27 pointsby slyall18 hours ago4 comments
  • pinkmuffinere13 hours ago
    I am very interested in understanding what happened at Amazon, partially because I worked there and I loved many aspects of my first years. But I'm not convinced Mark is correct about the causes. I joined amazon devices (under the group that is now the consumer robotics org) in 2020, before Bezos had left, and I have two contrasting feelings about it. First, it was exciting, and seemed like a place you could do great things. But second, it was obvious to me that we had made many many clearly bad business decisions, even while Bezos was still at the wheel. At great expense, we made Astro, which was basically Wall-E without arms, or if you prefer, a robot dog. It wasn't useful. I would complain to coworkers that it wasn't useful, and they'd say "nobody thought the iphone was useful at launch either". I think this betrays/betrayed a damning lack of understanding about the product and the problem space. I was not involved in the market research, but I cannot believe that the failure was unforeseeable.

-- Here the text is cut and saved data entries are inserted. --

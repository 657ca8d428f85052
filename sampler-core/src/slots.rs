//! Slot allocator: enable bits, fastest-first ordering, and per-slot rates.
//!
//! The pure planning functions are kept separate from the register writes so
//! the arithmetic can be checked without a chip.

use bitflags::bitflags;

use crate::driver::ChipControl;
use crate::error::DriverError;
use crate::functions::{FunctionId, FunctionMask, FunctionRegistry};

/// Hardware time slices available on the chip.
pub const SLOT_COUNT: usize = 8;

/// Base clock the slot dividers divide, in Hz.
pub const SLOT_BASE_RATE_HZ: u16 = 1000;

bitflags! {
    /// One bit per slot.
    #[derive(Copy, Clone, Debug, Default, Eq, PartialEq, Hash)]
    pub struct SlotMask: u8 {
        const SLOT0 = 1 << 0;
        const SLOT1 = 1 << 1;
        const SLOT2 = 1 << 2;
        const SLOT3 = 1 << 3;
        const SLOT4 = 1 << 4;
        const SLOT5 = 1 << 5;
        const SLOT6 = 1 << 6;
        const SLOT7 = 1 << 7;
    }
}

impl SlotMask {
    pub const EMPTY: Self = Self::empty();

    /// Adds `slot`; indices past the last slot are ignored.
    #[must_use]
    pub const fn with(self, slot: u8) -> Self {
        if (slot as usize) < SLOT_COUNT {
            self.union(Self::from_bits_retain(1 << slot))
        } else {
            self
        }
    }

    #[must_use]
    pub const fn has(self, slot: u8) -> bool {
        (slot as usize) < SLOT_COUNT && self.bits() & (1 << slot) != 0
    }

    #[must_use]
    pub const fn count(self) -> u32 {
        self.bits().count_ones()
    }

    /// Enabled slot indices, lowest first.
    pub fn indices(self) -> impl Iterator<Item = u8> {
        (0u8..).take(SLOT_COUNT).filter(move |slot| self.has(*slot))
    }
}

#[cfg(feature = "defmt")]
impl defmt::Format for SlotMask {
    fn format(&self, f: defmt::Formatter) {
        defmt::write!(f, "{=u8:#010b}", self.bits());
    }
}

/// Entry of the slot sequence table.
#[derive(Copy, Clone, Debug, Default, Eq, PartialEq)]
#[cfg_attr(feature = "defmt", derive(defmt::Format))]
pub enum SlotOrder {
    /// Configuration slot index sampled at this position.
    Slot(u8),
    /// Sentinel for an unused position.
    #[default]
    Disabled,
}

impl SlotOrder {
    /// Nibble written into the sequence register; 8 marks a disabled position.
    #[must_use]
    pub const fn raw(self) -> u8 {
        match self {
            SlotOrder::Slot(index) => index,
            SlotOrder::Disabled => SLOT_COUNT as u8,
        }
    }
}

/// Slot rate in Hz for a raw divider.
#[must_use]
pub const fn slot_rate_from_divider(divider: u16) -> u16 {
    SLOT_BASE_RATE_HZ / divider.saturating_add(1)
}

/// Divider that makes a slot run at `rate_hz`. Zero rates map to the slowest divider.
#[must_use]
pub const fn divider_for_rate(rate_hz: u16) -> u16 {
    if rate_hz == 0 {
        SLOT_BASE_RATE_HZ - 1
    } else {
        (SLOT_BASE_RATE_HZ / rate_hz).saturating_sub(1)
    }
}

/// Bitwise OR of the slot membership of every active function.
///
/// ADT's slots are left out while hardware ADT ownership is not held.
#[must_use]
pub fn recompute_slot_enable(
    registry: &FunctionRegistry,
    active: FunctionMask,
    hard_adt_owned: bool,
) -> SlotMask {
    registry
        .for_each_active(active)
        .filter(|d| d.id != FunctionId::Adt || hard_adt_owned)
        .fold(SlotMask::EMPTY, |acc, d| acc.union(d.slots()))
}

/// Orders enabled slots fastest first (smallest divider), ties by index, and
/// pads the remaining positions with [`SlotOrder::Disabled`].
pub fn order_fastest_first(
    dividers: &[u16; SLOT_COUNT],
    enabled: SlotMask,
) -> [SlotOrder; SLOT_COUNT] {
    let mut indices: [u8; SLOT_COUNT] = [0, 1, 2, 3, 4, 5, 6, 7];
    indices.sort_unstable_by_key(|slot| (dividers[usize::from(*slot)], *slot));

    let mut order = [SlotOrder::Disabled; SLOT_COUNT];
    let mut position = 0;
    for slot in indices {
        if enabled.has(slot) {
            order[position] = SlotOrder::Slot(slot);
            position += 1;
        }
    }
    order
}

/// Target rate per slot: the fastest requested rate among active functions
/// using it, or 0 when no active function uses it.
#[must_use]
pub fn plan_slot_rates(registry: &FunctionRegistry, active: FunctionMask) -> [u16; SLOT_COUNT] {
    let mut targets = [0u16; SLOT_COUNT];
    for descriptor in registry.for_each_active(active) {
        let rate = descriptor.requested_rate_hz();
        for slot in descriptor.slots().indices() {
            let target = &mut targets[usize::from(slot)];
            *target = (*target).max(rate);
        }
    }
    targets
}

/// Frames to skip between emissions when a function rides a faster slot.
#[must_use]
pub fn down_sample_factor(slot_rate_hz: u16, function_rate_hz: u16) -> u8 {
    if function_rate_hz == 0 || slot_rate_hz <= function_rate_hz {
        return 0;
    }
    u8::try_from(slot_rate_hz / function_rate_hz - 1).unwrap_or(u8::MAX)
}

/// Runs `op` with the global sampling bit cleared, restoring it afterwards
/// even if `op` fails.
pub fn with_sampling_paused<C, T>(
    chip: &mut C,
    op: impl FnOnce(&mut C) -> Result<T, DriverError>,
) -> Result<T, DriverError>
where
    C: ChipControl,
{
    let was_running = chip.sampling_enabled()?;
    if was_running {
        chip.set_sampling_enabled(false)?;
    }
    let result = op(chip);
    if was_running {
        chip.set_sampling_enabled(true)?;
    }
    result
}

/// Shadow of the slot registers as last written.
#[derive(Copy, Clone, Debug, Default, Eq, PartialEq)]
#[cfg_attr(feature = "defmt", derive(defmt::Format))]
pub struct SlotTable {
    pub enabled: SlotMask,
    pub rates_hz: [u16; SLOT_COUNT],
    pub order: [SlotOrder; SLOT_COUNT],
}

impl SlotTable {
    #[must_use]
    pub const fn new() -> Self {
        Self {
            enabled: SlotMask::EMPTY,
            rates_hz: [0; SLOT_COUNT],
            order: [SlotOrder::Disabled; SLOT_COUNT],
        }
    }
}

/// Applies slot plans to the chip and remembers what was written.
#[derive(Copy, Clone, Debug, Default)]
pub struct SlotAllocator {
    table: SlotTable,
}

impl SlotAllocator {
    #[must_use]
    pub const fn new() -> Self {
        Self {
            table: SlotTable::new(),
        }
    }

    #[must_use]
    pub const fn table(&self) -> &SlotTable {
        &self.table
    }

    /// Forgets the shadow after a chip reset.
    pub fn clear(&mut self) {
        self.table = SlotTable::new();
    }

    /// Writes the slot enable register for `active`, reordering the slot
    /// sequence first when `slot_times` is given.
    pub fn apply_enable<C: ChipControl>(
        &mut self,
        chip: &mut C,
        registry: &FunctionRegistry,
        active: FunctionMask,
        hard_adt_owned: bool,
        slot_times: Option<&[u16; SLOT_COUNT]>,
    ) -> Result<SlotMask, DriverError> {
        let enabled = recompute_slot_enable(registry, active, hard_adt_owned);
        if let Some(times) = slot_times {
            self.reorder_slots_by_speed(chip, enabled, times)?;
        }
        chip.write_slot_enable(enabled)?;
        self.table.enabled = enabled;
        trace!("slots: enable {:#x}", enabled.bits());
        Ok(enabled)
    }

    /// Rewrites the slot sequence fastest first under a sampling pause.
    pub fn reorder_slots_by_speed<C: ChipControl>(
        &mut self,
        chip: &mut C,
        enabled: SlotMask,
        slot_times: &[u16; SLOT_COUNT],
    ) -> Result<(), DriverError> {
        let mut dividers = [0u16; SLOT_COUNT];
        for (slot, divider) in (0u8..).zip(dividers.iter_mut()) {
            *divider = chip.slot_divider(slot)?;
        }
        let order = order_fastest_first(&dividers, enabled);

        with_sampling_paused(chip, |chip| {
            for (position, entry) in (0u8..).zip(order.iter()) {
                chip.write_slot_order(position, *entry)?;
                if let SlotOrder::Slot(index) = entry {
                    chip.write_slot_time(position, slot_times[usize::from(*index)])?;
                }
            }
            Ok(())
        })?;
        self.table.order = order;
        Ok(())
    }

    /// Sets every used slot to the fastest rate its functions ask for and
    /// re-derives each active function's down-sample factor.
    ///
    /// Returns `true` when any divider was rewritten.
    pub fn rebalance_sample_rates<C: ChipControl>(
        &mut self,
        chip: &mut C,
        registry: &mut FunctionRegistry,
        active: FunctionMask,
    ) -> Result<bool, DriverError> {
        let mut last = [0u16; SLOT_COUNT];
        for (slot, rate) in (0u8..).zip(last.iter_mut()) {
            *rate = slot_rate_from_divider(chip.slot_divider(slot)?);
        }
        let targets = plan_slot_rates(registry, active);
        let changed = targets
            .iter()
            .zip(last.iter())
            .any(|(target, last)| *target != 0 && target != last);

        if changed {
            with_sampling_paused(chip, |chip| {
                for (slot, (target, last)) in (0u8..).zip(targets.iter().zip(last.iter())) {
                    if *target != 0 && target != last {
                        chip.write_slot_divider(slot, divider_for_rate(*target))?;
                    }
                }
                Ok(())
            })?;
        }

        for descriptor in registry.for_each_active_mut(active) {
            if let Some(user_rate) = descriptor.user_sample_rate_hz {
                descriptor.sample_rate_hz = user_rate;
            }
            let slowest = descriptor
                .slots()
                .indices()
                .map(|slot| targets[usize::from(slot)])
                .filter(|rate| *rate != 0)
                .min();
            let factor = slowest.map_or(0, |slot_rate| {
                down_sample_factor(slot_rate, descriptor.sample_rate_hz)
            });
            descriptor.down_sample.set_factor(factor);
        }

        for (slot, rate) in self.table.rates_hz.iter_mut().enumerate() {
            *rate = if targets[slot] != 0 {
                targets[slot]
            } else {
                last[slot]
            };
        }
        if changed {
            debug!("slots: rates rebalanced for {}", active);
        }
        Ok(changed)
    }
}

#[cfg(test)]
mod tests {
    use super::*;

    fn registry_with_rates(rates: &[(FunctionId, u16)]) -> FunctionRegistry {
        let mut registry = FunctionRegistry::default();
        for (id, rate) in rates {
            registry
                .lookup_mut(*id)
                .expect("function registered")
                .user_sample_rate_hz = Some(*rate);
        }
        registry
    }

    #[test]
    fn enable_is_or_of_active_slots() {
        let registry = FunctionRegistry::default();
        let active = FunctionId::Hr.mask() | FunctionId::Spo2.mask();
        let slots = recompute_slot_enable(&registry, active, true);
        assert_eq!(slots, SlotMask::from_bits_retain(0b0001_1010));
    }

    #[test]
    fn adt_slot_suppressed_without_hardware_ownership() {
        let registry = FunctionRegistry::default();
        let active = FunctionId::Adt.mask() | FunctionId::Hr.mask();
        assert_eq!(
            recompute_slot_enable(&registry, active, false),
            SlotMask::from_bits_retain(0b0000_0010),
            "ADT slot must stay off while software confirmation owns ADT"
        );
        assert_eq!(
            recompute_slot_enable(&registry, active, true),
            SlotMask::from_bits_retain(0b0000_0011)
        );
    }

    #[test]
    fn fastest_slots_come_first_and_unused_positions_are_disabled() {
        let dividers = [39, 9, 19, 0, 39, 1, 39, 39];
        let enabled = SlotMask::from_bits_retain(0b0010_0111);
        let order = order_fastest_first(&dividers, enabled);
        assert_eq!(
            order,
            [
                SlotOrder::Slot(5),
                SlotOrder::Slot(1),
                SlotOrder::Slot(2),
                SlotOrder::Slot(0),
                SlotOrder::Disabled,
                SlotOrder::Disabled,
                SlotOrder::Disabled,
                SlotOrder::Disabled,
            ]
        );
        assert_eq!(SlotOrder::Disabled.raw(), 8);
    }

    #[test]
    fn equal_dividers_keep_slot_index_order() {
        let dividers = [9, 39, 9, 39, 9, 39, 9, 39];
        let order = order_fastest_first(&dividers, SlotMask::all());
        assert_eq!(
            order,
            [
                SlotOrder::Slot(0),
                SlotOrder::Slot(2),
                SlotOrder::Slot(4),
                SlotOrder::Slot(6),
                SlotOrder::Slot(1),
                SlotOrder::Slot(3),
                SlotOrder::Slot(5),
                SlotOrder::Slot(7),
            ],
            "ties resolve by slot index"
        );
    }

    #[test]
    fn shared_slot_runs_at_fastest_request() {
        let registry = registry_with_rates(&[(FunctionId::Hr, 25), (FunctionId::Hrv, 50)]);
        let active = FunctionId::Hr.mask() | FunctionId::Hrv.mask();
        let targets = plan_slot_rates(&registry, active);
        assert_eq!(targets[1], 50);
        assert_eq!(targets[0], 0, "unused slots keep no target");
        assert_eq!(down_sample_factor(targets[1], 25), 1);
        assert_eq!(down_sample_factor(targets[1], 50), 0);
    }

    #[test]
    fn factor_is_zero_when_slot_not_faster() {
        assert_eq!(down_sample_factor(25, 25), 0);
        assert_eq!(down_sample_factor(25, 100), 0);
        assert_eq!(down_sample_factor(100, 0), 0);
        assert_eq!(down_sample_factor(1000, 25), 39);
    }

    #[test]
    fn divider_and_rate_are_inverse_on_base_multiples() {
        for rate in [25u16, 50, 100, 200, 500, 1000] {
            assert_eq!(slot_rate_from_divider(divider_for_rate(rate)), rate);
        }
    }
}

    I don't have great on the ground knowledge of all of Amazon's endeavors, but at least in my experience on the consumer robotics org, I feel the failure was _not_ a risk averse attitude, but rather a cavalier attitude towards business ("of course we'll succeed, because robots!"). And it wasn't the absence of Bezos that led to the fall -- the fall was already beginning before he left. Personally I suspect Bezos stepped away because he could feel the trajectory tilting downwards, rather than the downward trend happening because of Bezos leaving. What caused that trajectory to tilt downwards? I really feel I don't know.

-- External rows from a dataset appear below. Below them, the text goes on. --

impl Session {
    pub fn new(scenario: Scenario) -> Self {
        let scheduler = Scheduler::new(
            SimChip::new(),
            SimSensors::default(),
            SimAlgorithms::default(),
            TranscriptSink::default(),
            scenario.config(),
            ConfigCatalog::default(),
        );
        Self {
            scheduler,
            latch: IrqLatch::new(),
            started_at: Instant::now(),
        }
    }

    pub fn boot(&mut self) -> Vec<String> {
        let result = self.scheduler.init().map(|()| "OK init".to_string());
        let mut lines = vec![ack(result)];
        lines.extend(self.scheduler.sink_mut().drain());
        self.stamp(TranscriptRole::Emulator, lines)
    }

    pub fn handle_command(&mut self, line: &str) -> Vec<String> {
        let trimmed = line.trim();
        if trimmed.is_empty() {
            return Vec::new();
        }

        let mut lines = self.stamp(TranscriptRole::Host, vec![trimmed.to_string()]);
        let (verb, args) = trimmed
            .split_once(char::is_whitespace)
            .map_or((trimmed, ""), |(verb, args)| (verb, args.trim()));

        let mut output = match self.dispatch(verb, args) {
            Ok(output) => output,
            Err(message) => vec![format!("ERR {message}")],
        };
        output.extend(self.scheduler.sink_mut().drain());
        output.extend(self.pump());

        lines.extend(self.stamp(TranscriptRole::Emulator, output));
        lines
    }

    fn dispatch(&mut self, verb: &str, args: &str) -> Result<Vec<String>, String> {
        match verb.to_ascii_lowercase().as_str() {
            "help" => Ok(help(args)),
            "status" => Ok(self.status()),
            "start" => {
                let mask = parse_functions(args)?;
                let started = self.scheduler.start_sampling(mask);
                Ok(vec![ack(started.map(|m| format!("OK started {}", labels(m))))])
            }
            "stop" => {
                let mask = parse_functions(args)?;
                let stopped = self.scheduler.stop_sampling(mask);
                Ok(vec![ack(stopped.map(|m| format!("OK stopped {}", labels(m))))])
            }
            "rate" => self.handle_rate(args),
            "eng" => self.handle_engineering(args),
            "config" => {
                let index = parse_number::<usize>(args)?;
                let result = self.scheduler.switch_configuration(index);
                Ok(vec![ack(result.map(|()| format!("OK configuration {index}")))])
            }
            "fifo" => self.handle_fifo(args),
            "accel" => {
                let count = parse_number::<usize>(args)?;
                self.scheduler.sensors_mut().queue_motion(count);
                Ok(vec![format!(
                    "OK accel queued={}",
                    self.scheduler.sensors().queued()
                )])
            }
            "irq" => {
                let events = parse_events(args)?;
                self.scheduler.chip_mut().raise(events);
                Ok(vec![format!("OK irq {events}")])
            }
            "soft" => self.handle_soft(args),
            "move" | "hard-adt" | "motion-adt" | "redetect" | "tick" => {
                Ok(vec![self.handle_wear(verb, args)])
            }
            "reset" | "glitch" | "fail-loads" | "init" => self.handle_chip(verb, args),
            other => Err(format!("syntax unknown command `{other}`")),
        }
    }

    fn handle_wear(&mut self, verb: &str, args: &str) -> String {
        let result = match verb.to_ascii_lowercase().as_str() {
            "move" => {
                let movement = !args.eq_ignore_ascii_case("off");
                self.scheduler.algorithms_mut().movement = movement;
                return format!("OK movement={movement}");
            }
            "hard-adt" => self
                .scheduler
                .start_hard_adt()
                .map(|()| "OK hard adt".to_string()),
            "motion-adt" => self
                .scheduler
                .stop_hard_adt_and_start_motion_detect()
                .map(|()| "OK motion adt".to_string()),
            "redetect" => self
                .scheduler
                .redetect_wear_on()
                .map(|()| "OK redetect".to_string()),
            _ => self.scheduler.motion_tick().map(|()| {
                format!(
                    "OK tick motion-samples={}",
                    self.scheduler.algorithms().motion_samples()
                )
            }),
        };
        ack(result)
    }

    fn handle_chip(&mut self, verb: &str, args: &str) -> Result<Vec<String>, String> {
        let line = match verb.to_ascii_lowercase().as_str() {
            "reset" => {
                let result = self.scheduler.request_chip_reset();
                if result.is_ok() {
                    self.scheduler.chip_mut().raise(IrqEvents::CHIP_RESET);
                }
                ack(result.map(|()| "OK reset requested".to_string()))
            }
            "glitch" => {
                self.scheduler.chip_mut().glitch();
                "OK chip reset behind the scheduler".to_string()
            }
            "fail-loads" => {
                let count = parse_number::<u32>(args)?;
                self.scheduler.chip_mut().failing_loads = count;
                format!("OK next {count} loads fail")
            }
            _ => ack(self.scheduler.init().map(|()| "OK init".to_string())),
        };
        Ok(vec![line])
    }

    fn handle_rate(&mut self, args: &str) -> Result<Vec<String>, String> {
        let (function, rate) = args
            .split_once(char::is_whitespace)
            .ok_or_else(|| "syntax rate <fn> <hz>".to_string())?;
        let mask = parse_functions(function)?;
        let rate = parse_number::<u16>(rate.trim())?;
        let result = self.scheduler.set_function_sample_rate(mask, rate);
        Ok(vec![ack(
            result.map(|()| format!("OK rate {} {rate} Hz", labels(mask))),
        )])
    }

    fn handle_engineering(&mut self, args: &str) -> Result<Vec<String>, String> {
        if args.eq_ignore_ascii_case("stop") {
            let result = self.scheduler.stop_engineering_sampling();
            return Ok(vec![ack(result.map(|()| "OK engineering stopped".to_string()))]);
        }
        let mut words = args.split_whitespace();
        let (Some(functions), Some(index), Some(rate)) = (words.next(), words.next(), words.next())
        else {
            return Err("syntax eng <fn[,fn..]> <index> <hz>".to_string());
        };
        let mask = parse_functions(functions)?;
        let index = parse_number::<usize>(index)?;
        let rate = parse_number::<u16>(rate)?;
        let groups: Vec<SampleParams> = mask
            .functions()
            .map(|id| {
                SampleParams::new(id)
                    .with_sample_rate(rate)
                    .with_integration_time(BENCH_INTEGRATION_TIME)
                    .with_uniform_gain(BENCH_TIA_GAIN)
            })
            .collect();
        let result = self
            .scheduler
            .start_engineering_sampling(mask, index, &groups);
        Ok(vec![ack(result.map(|m| {
            format!(
                "OK engineering {} at {rate} Hz tuned-channels={}",
                labels(m),
                self.scheduler.chip().tuned_channels()
            )
        }))])
    }

    fn handle_fifo(&mut self, args: &str) -> Result<Vec<String>, String> {
        let frames = parse_number::<usize>(args)?;
        let active = self.scheduler.state().active();
        let mut tags: Vec<ChannelTag> = Vec::new();
        for descriptor in self.scheduler.registry().for_each_active(active) {
            for tag in descriptor.channels() {
                if !tags.contains(tag) {
                    tags.push(*tag);
                }
            }
        }
        tags.sort_by_key(|tag| (tag.slot(), tag.adc()));

        let words = self.scheduler.chip_mut().push_frames(&tags, frames);
        Ok(vec![format!(
            "OK fifo words={words} level={}",
            self.scheduler.chip().level()
        )])
    }

    fn handle_soft(&mut self, args: &str) -> Result<Vec<String>, String> {
        let event = match args.to_ascii_lowercase().as_str() {
            "wear-on" => SoftEvents::WEAR_ON,
            "wear-off" => SoftEvents::WEAR_OFF,
            "read" => SoftEvents::FORCE_READ,
            other => return Err(format!("syntax unknown soft event `{other}`")),
        };
        self.scheduler.raise_soft_event(event);
        Ok(vec![format!("OK soft {event}")])
    }

    /// Forwards the simulated interrupt line to the latch and services it
    /// until neither an interrupt nor a soft event is left.
    fn pump(&mut self) -> Vec<String> {
        let mut lines = Vec::new();
        for _ in 0..MAX_SERVICE_ROUNDS {
            if self.scheduler.chip_mut().take_line() {
                self.latch.notify();
            }
            if !self.latch.is_pending() && self.scheduler.state().soft_events().is_empty() {
                break;
            }
            match self.scheduler.service_interrupt(&self.latch) {
                Ok(summary) => lines.push(describe_cycle(&summary)),
                Err(err) => {
                    lines.push(format!("ERR loop {err}"));
                    lines.extend(self.scheduler.sink_mut().drain());
                    break;
                }
            }
            lines.extend(self.scheduler.sink_mut().drain());
        }
        lines
    }

    fn status(&self) -> Vec<String> {
        let state = self.scheduler.state();
        let chip = self.scheduler.chip();
        let config = state
            .config_index()
            .and_then(|index| self.scheduler.catalog().get(index))
            .map_or("none", |set| set.name);

        let mut lines = vec![
            format!(
                "scheduler {:?} config={config} active={} watermark={} soft={} engineering={}",
                state.lifecycle(),
                labels(state.active()),
                state.fifo_watermark(),
                state.soft_events(),
                state.engineering_mode(),
            ),
            format!(
                "wear detect={:?} hard-adt-owned={} timer={}",
                state.wear().detect(),
                state.wear().hard_adt_owned(),
                state.wear().timer_running(),
            ),
            format!(
                "chip loaded={} level={} watermark={} slots={:#010b} low-power={} wear={:?} running={} resets={}",
                chip.loaded().unwrap_or("none"),
                chip.level(),
                chip.watermark(),
                chip.slots().bits(),
                chip.low_power(),
                chip.wear(),
                chip.running()
                    .iter()
                    .copied()
                    .map(FunctionId::label)
                    .collect::<Vec<_>>()
                    .join(","),
                chip.resets,
            ),
            format!("slots {}", describe_slot_rates(chip)),
        ];

        let algorithms = self.scheduler.algorithms();
        let frames: Vec<String> = algorithms
            .frames()
            .iter()
            .map(|(id, count)| format!("{id}={count}"))
            .collect();
        lines.push(format!(
            "algorithms frames=[{}] accel-points={} agc-passes={}",
            frames.join(" "),
            algorithms.accel_points(),
            algorithms.agc_passes(),
        ));
        for descriptor in self.scheduler.registry().for_each_active(state.active()) {
            if let Some(result) = descriptor.variant.result() {
                lines.push(format!(
                    "  {} rate={} Hz down-sample={} value={} frame={}",
                    descriptor.id,
                    descriptor.sample_rate_hz,
                    descriptor.down_sample.factor(),
                    result.values[0],
                    result.frame_index,
                ));
            }
        }

        let caching: Vec<&str> = self
            .scheduler
            .sensors()
            .caching()
            .iter()
            .map(|kind| aux_label(*kind))
            .collect();
        lines.push(format!(
            "aux caching=[{}] queued={} motion-samples={} confirm-timer={}",
            caching.join(","),
            self.scheduler.sensors().queued(),
            algorithms.motion_samples(),
            algorithms.timer(),
        ));
        lines.push(describe_recovery(state.last_recovery()));
        lines
    }

    fn stamp(&self, role: TranscriptRole, lines: Vec<String>) -> Vec<String> {
        let elapsed = self.started_at.elapsed();
        lines
            .into_iter()
            .map(|line| format_line(elapsed, role, &line))
            .collect()
    }
}

#[derive(Clone, Copy)]
enum TranscriptRole {
    Host,
    Emulator,
}

impl TranscriptRole {
    fn prefix(self) -> &'static str {
        match self {
            TranscriptRole::Host => "HOST>",
            TranscriptRole::Emulator => "EMU <",
        }
    }
}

  • darkhorse22212 hours ago
    Rather than picking at the examples like other commenters, I very much agree with the diagnosis, which is that you do not want to pick someone who will protect your baby. That is a babysitter. You want someone who will become a parent of their own.

    Ownership is one of the leadership principles. That doesn't just mean owing the things that exist, it means owning the conceptual direction of the company.

  • justinclift9 hours ago
    The opening paragraphs seem like they'd fit the Apple transition of Steve Jobs to Tim Cook pretty well too.
    • cthalupa8 hours ago
      Mark draws some parallels between Amazon and some other tech companies that he believes have suffered from the same phenomenon - Apple with Jobs and Cook among them, along with Gates and Balmer, Disney, etc.
  • dangus13 hours ago
    Meh, I would have killed the drone ATC project, too.

    Drones are cool and very capable but the opportunity is only a parallel to AWS if you mold it a specific way.

    I think Amazon has probably seen from first hand experience that drone traffic isn’t actually going to explode like they thought it might, and it’s probably not going to be a popular mode of package delivery.

    The rest of the article was pretty good though.

    I see a lot of parallels to Tim Cook. Still, Apple gets away with it because their hardware groups and overall execution are just so damn good in many cases. Making the next HBO or the best laptop with a chassis that hasn’t been touched in a half a decade isn’t really innovative, but it’s good business.